For Cubs extra arms, staying ready is a mental workout


Dillon Maples went 10 days in between appearances this month, pitching on September 4 against the Brewers and then not again until Friday night. And when he came in to Friday's game against the Reds, it was to protect a one run lead in the 7th inning.

Two days later, Maples set down the bottom of the Reds lineup on Sunday afternoon in order to keep the Cubs deficit at 2-1.

Being prepared to come in to a high-leverage spot like that amidst a mid-September division race has meant going beyond just the physical preparation for relievers like Maples.

"I try to be disciplined every day because you never know when you’re going to go in," Maples said. "So just being physically and mentally ready at all times."

The trick Maples said he likes to use is to pretend he's the one pitching when, say, Jesse Chavez is on the mound.

"You immerse yourself in those situations as much as possible. Obviously it’s tough, but get those mental reps of putting yourself out there, and just be in the moment," Maples said.

Even when his name isn't called to warm up, Maples said that when he sees someone like Chavez get up in the bullpen, he starts running through the situation mentally as if it were him. He looks at how many guys are on base and who, and he said he thinks about things like whether the runners are fast or not and what kind of a stretch the hitter is having.

"I’m kind of walking through how would I be attacking this guy," Maples said. "You’re gameplanning in your head before and while he’s out there doing it."

The expanded rosters of September can be a blessing and a curse for managers. They provide an easier chance to rest players when needed, but they also complicate the puzzle of giving everyone an opportunity to play. As a result, sometimes a reliever like Maples can spend a lot of time playing the game only mentally.

"It’s difficult. The other day we put Dillon in a tough spot. He had not pitched in a while, and he came in and threw," Joe Maddon said Sunday. "For me it’s just going out there and being able to throw a quality strike with his best pitch, which is his slider."

Maples' slider is the bane of any hitter who has had to try to make contact. He has an upper 90s fastball to pair with it, but his slider moves like a frisbee. In 2017, hitters whiffed on Maples' slider nearly 20 percent of the time and never got a hit against it.
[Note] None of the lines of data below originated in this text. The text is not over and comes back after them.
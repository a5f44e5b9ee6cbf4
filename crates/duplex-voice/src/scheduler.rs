//! Gapless downlink scheduling.
//!
//! Each decoded chunk starts at `max(now, next_start)` on the output clock and
//! pushes `next_start` forward by its duration, so chunks play back to back in
//! arrival order and a late chunk starts immediately instead of in the past.
//! Every started chunk is tracked in the [`PlaybackRegistry`] until it ends
//! naturally or is stopped by a flush.

use crate::decode::DecodedAudio;
use crate::error::SessionResult;
use std::collections::HashMap;
use std::fmt;
use std::sync::Arc;
use tracing::{debug, info, warn};

/// Opaque handle to a scheduled chunk. Never reused within a session.
#[derive(Debug, Clone, Copy, PartialEq, Eq, Hash, PartialOrd, Ord)]
pub struct EntryId(u64);

impl fmt::Display for EntryId {
    fn fmt(&self, f: &mut fmt::Formatter<'_>) -> fmt::Result {
        write!(f, "#{}", self.0)
    }
}

/// Fired once when a source plays to its end. Not fired for stopped sources.
pub type CompletionFn = Box<dyn FnOnce() + Send>;

/// A source that has been handed to the output device.
pub trait PlayingSource: Send {
    fn stop(&mut self) -> SessionResult<()>;
}

/// The audio output: a monotonic clock plus sample-accurate start.
pub trait OutputDevice: Send + Sync {
    /// Output clock in seconds. Never decreases.
    fn current_time(&self) -> f64;

    /// Rate the device wants samples at.
    fn sample_rate(&self) -> u32;

    fn start(
        &self,
        audio: DecodedAudio,
        start_at: f64,
        on_complete: CompletionFn,
    ) -> SessionResult<Box<dyn PlayingSource>>;
}

pub struct PlaybackEntry {
    pub id: EntryId,
    /// Seconds
    pub duration: f64,
    /// Seconds on the output clock
    pub scheduled_start: f64,
    source: Box<dyn PlayingSource>,
}

impl fmt::Debug for PlaybackEntry {
    fn fmt(&self, f: &mut fmt::Formatter<'_>) -> fmt::Result {
        f.debug_struct("PlaybackEntry")
            .field("id", &self.id)
            .field("duration", &self.duration)
            .field("scheduled_start", &self.scheduled_start)
            .finish()
    }
}

/// Arena of live playback entries.
#[derive(Default)]
pub struct PlaybackRegistry {
    entries: HashMap<EntryId, PlaybackEntry>,
    next_id: u64,
}

impl PlaybackRegistry {
    pub fn new() -> Self {
        Self::default()
    }

    fn allocate(&mut self) -> EntryId {
        self.next_id += 1;
        EntryId(self.next_id)
    }

    fn insert(&mut self, entry: PlaybackEntry) {
        self.entries.insert(entry.id, entry);
    }

    pub fn remove(&mut self, id: EntryId) -> Option<PlaybackEntry> {
        self.entries.remove(&id)
    }

    pub fn len(&self) -> usize {
        self.entries.len()
    }

    pub fn is_empty(&self) -> bool {
        self.entries.is_empty()
    }

    pub fn contains(&self, id: EntryId) -> bool {
        self.entries.contains_key(&id)
    }

    /// Entries ordered by start time.
    pub fn entries(&self) -> Vec<&PlaybackEntry> {
        let mut v: Vec<&PlaybackEntry> = self.entries.values().collect();
        v.sort_by(|a, b| a.scheduled_start.total_cmp(&b.scheduled_start));
        v
    }

    /// Stop and drop every entry. A source that fails to stop (already
    /// finished, device gone) is logged and dropped anyway.
    pub fn stop_all(&mut self) -> usize {
        let count = self.entries.len();
        for (id, mut entry) in self.entries.drain() {
            if let Err(e) = entry.source.stop() {
                debug!("Stop of playback entry {} ignored: {}", id, e);
            }
        }
        count
    }
}

/// The single playback cursor of a session.
#[derive(Debug, Default, Clone, Copy)]
pub struct OutputTimeline {
    next_start_time: f64,
}

impl OutputTimeline {
    pub fn next_start_time(&self) -> f64 {
        self.next_start_time
    }

    /// Reserve `duration` seconds and return where the chunk starts.
    fn reserve(&mut self, now: f64, duration: f64) -> f64 {
        let start = now.max(self.next_start_time);
        self.next_start_time = start + duration;
        start
    }

    fn reset(&mut self, now: f64) {
        self.next_start_time = now;
    }
}

pub type FinishedNotifier = Arc<dyn Fn(EntryId) + Send + Sync>;

/// Schedules decoded chunks back to back on one output device.
pub struct DownlinkScheduler {
    device: Arc<dyn OutputDevice>,
    registry: PlaybackRegistry,
    timeline: OutputTimeline,
    notifier: FinishedNotifier,
}

impl DownlinkScheduler {
    /// `notifier` is called (from the device's thread) when an entry ends
    /// naturally; route it back to whoever owns the scheduler and call
    /// [`DownlinkScheduler::on_finished`] there.
    pub fn new(device: Arc<dyn OutputDevice>, notifier: FinishedNotifier) -> Self {
        Self {
            device,
            registry: PlaybackRegistry::new(),
            timeline: OutputTimeline::default(),
            notifier,
        }
    }

    pub fn current_time(&self) -> f64 {
        self.device.current_time()
    }

    pub fn next_start_time(&self) -> f64 {
        self.timeline.next_start_time()
    }

    pub fn active_count(&self) -> usize {
        self.registry.len()
    }

    pub fn registry(&self) -> &PlaybackRegistry {
        &self.registry
    }

    /// Start `audio` right after everything already scheduled.
    pub fn schedule(&mut self, audio: DecodedAudio) -> SessionResult<EntryId> {
        let audio = audio.into_rate(self.device.sample_rate());
        let duration = audio.duration_secs();
        let now = self.device.current_time();
        let start = now.max(self.timeline.next_start_time());

        let id = self.registry.allocate();
        let notifier = self.notifier.clone();
        let source = self
            .device
            .start(audio, start, Box::new(move || notifier(id)))?;

        let reserved = self.timeline.reserve(now, duration);
        debug_assert_eq!(reserved, start);
        self.registry.insert(PlaybackEntry {
            id,
            duration,
            scheduled_start: start,
            source,
        });
        debug!(
            "🔈 Scheduled {} at {:.3}s for {:.3}s (now {:.3}s, {} active)",
            id,
            start,
            duration,
            now,
            self.registry.len()
        );
        Ok(id)
    }

    /// An entry played to its end. Returns false when it was already gone
    /// (stopped by a flush before its completion was delivered).
    pub fn on_finished(&mut self, id: EntryId) -> bool {
        self.registry.remove(id).is_some()
    }

    /// Barge-in: stop everything and pull the cursor back to now.
    pub fn flush(&mut self) -> usize {
        let stopped = self.registry.stop_all();
        let now = self.device.current_time();
        self.timeline.reset(now);
        info!("⏹️ Playback flushed ({} entries stopped, cursor at {:.3}s)", stopped, now);
        stopped
    }

    /// Teardown: stop everything. The cursor no longer matters.
    pub fn stop_all(&mut self) -> usize {
        let stopped = self.registry.stop_all();
        if stopped > 0 {
            warn!("Stopped {} playback entries during teardown", stopped);
        }
        stopped
    }
}

#[cfg(test)]
mod tests {
    use super::*;
    use crate::error::SessionError;
    use std::sync::atomic::{AtomicU64, Ordering};
    use std::sync::Mutex;

    /// Device with a hand-driven clock that records every start.
    #[derive(Default)]
    struct ManualDevice {
        clock_ms: AtomicU64,
        starts: Mutex<Vec<f64>>,
        stops: Arc<AtomicU64>,
        fail_stop: bool,
    }

    struct ManualSource {
        stops: Arc<AtomicU64>,
        fail: bool,
    }

    impl PlayingSource for ManualSource {
        fn stop(&mut self) -> SessionResult<()> {
            self.stops.fetch_add(1, Ordering::SeqCst);
            if self.fail {
                Err(SessionError::Playback("already finished".into()))
            } else {
                Ok(())
            }
        }
    }

    impl ManualDevice {
        fn set_time(&self, secs: f64) {
            self.clock_ms.store((secs * 1000.0).round() as u64, Ordering::SeqCst);
        }
    }

    impl OutputDevice for ManualDevice {
        fn current_time(&self) -> f64 {
            self.clock_ms.load(Ordering::SeqCst) as f64 / 1000.0
        }

        fn sample_rate(&self) -> u32 {
            1000
        }

        fn start(
            &self,
            _audio: DecodedAudio,
            start_at: f64,
            _on_complete: CompletionFn,
        ) -> SessionResult<Box<dyn PlayingSource>> {
            self.starts.lock().unwrap().push(start_at);
            Ok(Box::new(ManualSource {
                stops: self.stops.clone(),
                fail: self.fail_stop,
            }))
        }
    }

    fn chunk(secs: f64) -> DecodedAudio {
        DecodedAudio::new(vec![0.0; (secs * 1000.0).round() as usize], 1000)
    }

    fn scheduler(device: Arc<ManualDevice>) -> DownlinkScheduler {
        DownlinkScheduler::new(device, Arc::new(|_| {}))
    }

    #[test]
    fn chunks_play_back_to_back() {
        let device = Arc::new(ManualDevice::default());
        let mut s = scheduler(device.clone());

        s.schedule(chunk(0.5)).unwrap();
        s.schedule(chunk(0.7)).unwrap();
        s.schedule(chunk(0.3)).unwrap();

        let starts = device.starts.lock().unwrap().clone();
        assert_eq!(starts, vec![0.0, 0.5, 1.2]);
        assert!((s.next_start_time() - 1.5).abs() < 1e-9);
        assert_eq!(s.active_count(), 3);
    }

    #[test]
    fn late_chunk_starts_now() {
        let device = Arc::new(ManualDevice::default());
        let mut s = scheduler(device.clone());
        s.schedule(chunk(0.2)).unwrap();
        device.set_time(1.0);
        s.schedule(chunk(0.2)).unwrap();
        let starts = device.starts.lock().unwrap().clone();
        assert_eq!(starts, vec![0.0, 1.0]);
        assert!((s.next_start_time() - 1.2).abs() < 1e-9);
    }

    #[test]
    fn interruption_resets_cursor() {
        let device = Arc::new(ManualDevice::default());
        let mut s = scheduler(device.clone());
        s.schedule(chunk(0.5)).unwrap();
        s.schedule(chunk(0.7)).unwrap();
        s.schedule(chunk(0.3)).unwrap();

        device.set_time(0.9);
        assert_eq!(s.flush(), 3);
        assert_eq!(s.active_count(), 0);
        assert!((s.next_start_time() - 0.9).abs() < 1e-9);
        assert_eq!(device.stops.load(Ordering::SeqCst), 3);

        s.schedule(chunk(0.1)).unwrap();
        assert_eq!(*device.starts.lock().unwrap().last().unwrap(), 0.9);
    }

    #[test]
    fn stop_errors_are_swallowed() {
        let device = Arc::new(ManualDevice {
            fail_stop: true,
            ..Default::default()
        });
        let mut s = scheduler(device.clone());
        s.schedule(chunk(0.1)).unwrap();
        s.schedule(chunk(0.1)).unwrap();
        assert_eq!(s.flush(), 2);
        assert!(s.registry().is_empty());
    }

    #[test]
    fn natural_completion_removes_entry_once() {
        let device = Arc::new(ManualDevice::default());
        let mut s = scheduler(device);
        let a = s.schedule(chunk(0.1)).unwrap();
        let b = s.schedule(chunk(0.1)).unwrap();
        assert_ne!(a, b);
        assert!(s.on_finished(a));
        assert!(!s.on_finished(a));
        assert!(s.registry().contains(b));
        assert_eq!(s.active_count(), 1);
    }

    #[test]
    fn chunks_are_resampled_to_device_rate() {
        let device = Arc::new(ManualDevice::default());
        let mut s = scheduler(device);
        // 0.5 s at 24 kHz becomes 0.5 s at the device's 1 kHz.
        s.schedule(DecodedAudio::new(vec![0.0; 12000], 24000)).unwrap();
        assert!((s.next_start_time() - 0.5).abs() < 1e-9);
    }
}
Between Triple-A and the majors this year, it's meant a strikeout rate of 42 percent and 28 percent, respectively.

Maples has value because there is real potential for him to pitch high-leverage innings, if he can hone his command. For now, Maples spends his time in the bullpen during games prepping himself mentally, so when he does come in, he can handle the situation, whatever it looks like.

"It’s hard to expect a really high level performance, and I get it, so when I put them out there now, I’m trying to get a jab, trying to find that right spot right now that matches up well for them. Don’t put too heavy of a load on them in an even or ahead situation. If it’s a negative situation, give them more latitude," Maddon said. "Give them credit, they stay ready."